Les salariés de Porgès à Sarlat (24) en grève pour les salaires

Sud-Ouest, 6 novembre 2012 :

Réclamant une revalorisation salariale, les employés ont effectué ce lundi une opération de blocage qui pourrait durer.

Des salariés de Porgès qui manifestent pour obtenir une revalorisation salariale, cela ne vous rappelle rien ?

Lundi matin, on se croyait revenu trois ans en arrière. Dans la cour du site de production situé au Pontet, près de 70 salariés ont cessé leur activité à 10 heures en espérant que le directeur des opérations, Hervé Pérez, accepte de recevoir une délégation du personnel.

Une heure plus tard, à part la presse et les gendarmes qui viennent surveiller « au cas où on casserait quelque chose », sourit jaune le délégué CGT François Vary, aucune nouvelle en provenance du patron.

« Il y a également 25 personnes qui débraient au même moment sur le site de Madrazès, spécialisé dans le conditionnement, continue Francois Vary.
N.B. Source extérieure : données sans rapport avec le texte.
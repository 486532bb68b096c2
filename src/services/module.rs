use std::collections::{HashMap, HashSet};

use chrono::{DateTime, Utc};
use serde::{Deserialize, Serialize};

use crate::config::ProgramRules;
use crate::db::operations::assessment as assessment_ops;
use crate::db::operations::assessment::{AssessmentStats, AssessmentType};
use crate::db::operations::content as content_ops;
use crate::db::operations::content::{ModuleRecord, ModuleUpdate, ReferenceRecord};
use crate::db::operations::feedback as feedback_ops;
use crate::db::operations::feedback::FeedbackStats;
use crate::db::operations::progress as progress_ops;
use crate::db::operations::progress::{ModuleProgressStats, ProgressRecord, ProgressStatus};
use crate::db::operations::simulation as simulation_ops;
use crate::db::DatabaseProxy;
use crate::response::AppError;
use crate::services::rules::{self, ModuleAccess, ModuleFacts, RetakeDecision, RuleViolation};
use crate::services::user as user_service;
use crate::simulations::SimulationType;
use crate::validators::sanitize_input;

#[derive(Debug, Clone, Serialize)]
#[serde(rename_all = "camelCase")]
pub struct ProgressView {
    pub module_id: i64,
    pub status: ProgressStatus,
    pub score: Option<i64>,
    pub attempts: i64,
    pub time_spent: i64,
    pub content_viewed: bool,
    pub completed_at: Option<DateTime<Utc>>,
}

impl ProgressView {
    pub fn empty(module_id: i64) -> Self {
        Self {
            module_id,
            status: ProgressStatus::NotStarted,
            score: None,
            attempts: 0,
            time_spent: 0,
            content_viewed: false,
            completed_at: None,
        }
    }

    pub fn is_completed(&self) -> bool {
        self.status == ProgressStatus::Completed
    }
}

impl From<&ProgressRecord> for ProgressView {
    fn from(record: &ProgressRecord) -> Self {
        Self {
            module_id: record.module_id,
            status: record.status(),
            score: record.score,
            attempts: record.attempts,
            time_spent: record.time_spent,
            content_viewed: record.content_viewed,
            completed_at: record.completed_at,
        }
    }
}

#[derive(Debug, Clone, Serialize)]
#[serde(rename_all = "camelCase")]
pub struct ModuleWithProgress {
    #[serde(flatten)]
    pub module: ModuleRecord,
    pub progress: ProgressView,
}

#[derive(Debug, Clone, Serialize)]
#[serde(rename_all = "camelCase")]
pub struct TopicView {
    pub id: i64,
    pub title: String,
    pub body: String,
    pub completed: bool,
}

#[derive(Debug, Clone, Serialize)]
#[serde(rename_all = "camelCase")]
pub struct LessonView {
    pub id: i64,
    pub title: String,
    pub topics: Vec<TopicView>,
}

#[derive(Debug, Clone, Serialize)]
#[serde(rename_all = "camelCase")]
pub struct ModuleView {
    pub module: ModuleRecord,
    pub lessons: Vec<LessonView>,
    pub references: Vec<ReferenceRecord>,
    pub progress: ProgressView,
    pub total_topics: usize,
    pub completed_topics: usize,
    pub topic_completion_percentage: i64,
    pub first_incomplete_topic: Option<i64>,
    pub latest_knowledge_check_score: Option<i64>,
    pub knowledge_check: RetakeDecision,
    pub fully_completed: bool,
}

#[derive(Debug, Clone, Serialize)]
#[serde(rename_all = "camelCase")]
pub struct ModuleRef {
    pub id: i64,
    pub name: String,
    pub display_order: i64,
}

impl From<&ModuleRecord> for ModuleRef {
    fn from(module: &ModuleRecord) -> Self {
        Self {
            id: module.id,
            name: module.name.clone(),
            display_order: module.display_order,
        }
    }
}

#[derive(Debug, Clone, Serialize)]
#[serde(rename_all = "camelCase")]
pub struct Eligibility {
    pub eligible: bool,
    pub reason: String,
    pub prerequisite: Option<ModuleRef>,
    /// Every module ordered before this one.
    pub prerequisites: Vec<ModuleRef>,
}

#[derive(Debug, Clone, Serialize)]
#[serde(rename_all = "camelCase")]
pub struct LearningPathEntry {
    #[serde(flatten)]
    pub module: ModuleRecord,
    pub progress: ProgressView,
    pub accessible: bool,
    pub fully_completed: bool,
    pub locked_reason: Option<String>,
}

#[derive(Debug, Clone, Serialize)]
#[serde(rename_all = "camelCase")]
pub struct ModuleStatistics {
    pub module: ModuleRecord,
    pub question_count: i64,
    pub progress: ModuleProgressStats,
    pub knowledge_check: AssessmentStats,
    pub knowledge_check_pass_rate: f64,
    pub feedback: FeedbackStats,
}

#[derive(Debug, Clone, Default, Deserialize)]
#[serde(rename_all = "camelCase", default)]
pub struct ModuleContentPatch {
    pub name: Option<String>,
    pub description: Option<String>,
    pub content: Option<String>,
    pub has_simulation: Option<bool>,
    pub simulation_type: Option<String>,
}

pub async fn load_module(proxy: &DatabaseProxy, module_id: i64) -> Result<ModuleRecord, AppError> {
    content_ops::find_module(proxy, module_id)
        .await?
        .ok_or_else(|| AppError::not_found("Module not found"))
}

pub async fn progress_for_modules(
    proxy: &DatabaseProxy,
    user_id: i64,
) -> Result<HashMap<i64, ProgressView>, AppError> {
    let modules = content_ops::list_modules(proxy).await?;
    let records = progress_ops::progress_for_user(proxy, user_id).await?;

    let mut by_module: HashMap<i64, ProgressView> = records
        .iter()
        .map(|record| (record.module_id, ProgressView::from(record)))
        .collect();
    for module in &modules {
        by_module
            .entry(module.id)
            .or_insert_with(|| ProgressView::empty(module.id));
    }
    Ok(by_module)
}

pub async fn module_with_progress(
    proxy: &DatabaseProxy,
    module_id: i64,
    user_id: i64,
) -> Result<ModuleWithProgress, AppError> {
    let module = load_module(proxy, module_id).await?;
    let progress = progress_ops::find_progress(proxy, user_id, module_id)
        .await?
        .map(|record| ProgressView::from(&record))
        .unwrap_or_else(|| ProgressView::empty(module_id));
    Ok(ModuleWithProgress { module, progress })
}

pub async fn module_facts(
    proxy: &DatabaseProxy,
    user_id: i64,
    module: &ModuleRecord,
) -> Result<ModuleFacts, AppError> {
    let progress = progress_ops::find_progress(proxy, user_id, module.id).await?;
    let latest = assessment_ops::latest_result(
        proxy,
        user_id,
        AssessmentType::KnowledgeCheck,
        Some(module.id),
    )
    .await?;
    let simulation_completed = if module.has_simulation {
        simulation_ops::has_completed_for_module(proxy, user_id, module.id).await?
    } else {
        false
    };

    Ok(ModuleFacts {
        content_viewed: progress.map(|p| p.content_viewed).unwrap_or(false),
        latest_knowledge_check: latest.map(|r| (r.correct_answers, r.total_questions)),
        has_simulation: module.has_simulation,
        simulation_completed,
    })
}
On nous accorde seulement 1,6 % en augmentation générale alors que l’indice Insee s’élève à 1,9 %. Et ce n’est pas comme si la société ne faisait pas de bénéfices… On devrait approcher les 10 millions d’euros comme l’an dernier. »

Car Porgès, société vieille de 120 ans, considérée au même titre que Rougié ou France-Tabac comme une institution locale, produit plusieurs millions de sondes par an, utilisées en urologie et essentiellement distribuées en Europe. Porgès appartient au groupe danois Coloplast depuis 2006, également implanté aux États-Unis, le n°1 mondial dans ce secteur d’activité.

« Le problème, c’est que le décideur, Stephen Howards, se trouve là-bas. Et avec le décalage horaire, ça n’aide pas », regrette le délégué syndical. Peu après midi, les manifestants ont décidé de bloquer l’entrée aux camions. « On commence par le dur, ça durera jusqu’à ce qu’on nous entende », a prévenu François Vary.

Aussitôt, Hervé Pérez a fait venir un huissier pour faire constater la situation. « Je regrette que cela se passe comme ça, a-t-il déclaré dans l’après-midi. Je ne comprends pas leurs revendications, ni ces chiffres. L’augmentation totale est de 2 % : elle comprend une augmentation générale de 1,2 %, une augmentation individuelle de 0,6 % et une autre d’une moyenne de 0,2 % au titre de l’ancienneté. Franchement, nos salariés ne sont pas à plaindre, surtout vu le contexte économique. » Le directeur pense à certains hôpitaux italiens et grecs qui sont dans l’incapacité de payer leurs factures, et à une croissance en baisse « passant de 7,7 à 5,4 % ». Pas sûr que ça suffise à lever le blocage.

En 2009, un dirigeant danois avait loué une salle de l’aéroport de Limoges pour rencontrer une quinzaine de salariés qui avaient obtenu une augmentation de 45 euros sur les 50 demandés initialement. « Là, on veut un talon de 100 euros mensuels », conclut François Vary.